◆ Work instruction:
Search term "derive": please copy every line of the records below that contains it.

Source records:
↓↓↓
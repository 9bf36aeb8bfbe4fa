//! Sorts a sequence and prints what a visualizer would have been told along the way.

use std::path::PathBuf;
use std::process::ExitCode;

use clap::Parser;

use partition_sort_rs::report::{Overrides, TraceReport};
use partition_sort_rs::{ConfigError, PivotStrategy, SortConfig};

#[derive(Debug, Parser)]
#[command(name = "partition-trace", version, about = "Trace the partitions of a quicksort run")]
struct Args {
    /// Integers to sort, the demo sequence if omitted.
    #[arg(allow_negative_numbers = true)]
    values: Vec<i32>,

    /// JSON file with a sort config.
    #[arg(long)]
    config: Option<PathBuf>,

    /// Overrides the pivot strategy of the config (last, median_of_three).
    #[arg(long)]
    pivot: Option<PivotStrategy>,

    /// Overrides the pivot marker of the config.
    #[arg(long)]
    marker: Option<String>,

    /// Print config, input, result, stats, the highlight trace and the steps as JSON.
    #[arg(long)]
    json: bool,
}

fn main() -> ExitCode {
    let _ = tracing_subscriber::fmt()
        .with_env_filter(
            tracing_subscriber::EnvFilter::try_from_default_env()
                .unwrap_or_else(|_| tracing_subscriber::EnvFilter::new("info")),
        )
        .with_writer(std::io::stderr)
        .try_init();

    let args = Args::parse();
    match run(args) {
        Ok(()) => ExitCode::SUCCESS,
        Err(err) => {
            tracing::error!(error = %err, "partition-trace failed");
            ExitCode::FAILURE
        }
    }
}

fn run(args: Args) -> Result<(), ConfigError> {
    let config = match &args.config {
        Some(path) => SortConfig::load(path)?,
        None => SortConfig::default(),
    };
    let config = Overrides {
        pivot: args.pivot,
        marker: args.marker,
    }
    .apply(config);

    let report = TraceReport::build(config, args.values);
    if args.json {
        println!("{}", report.to_json()?);
    } else {
        println!("{}", report.sorted_line());
    }

    Ok(())
}
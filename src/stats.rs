use serde::Serialize;

/// Counters collected over one sort or partition call.
#[derive(Debug, Default, Clone, Copy, PartialEq, Eq, Serialize)]
pub struct SortStats {
    /// Partition steps, one highlight/clear pair each.
    pub partitions: u64,
    /// Element comparisons, pivot selection included.
    pub comparisons: u64,
    /// Swaps, self-swaps included.
    pub swaps: u64,
    /// Deepest chain of nested partitions.
    pub max_depth: u32,
    /// Observer calls that returned an error.
    pub highlight_failures: u64,
}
↑↑↑
◆ Response area:
#[derive(Debug, Parser)]
#[derive(Debug, Default, Clone, Copy, PartialEq, Eq, Serialize)]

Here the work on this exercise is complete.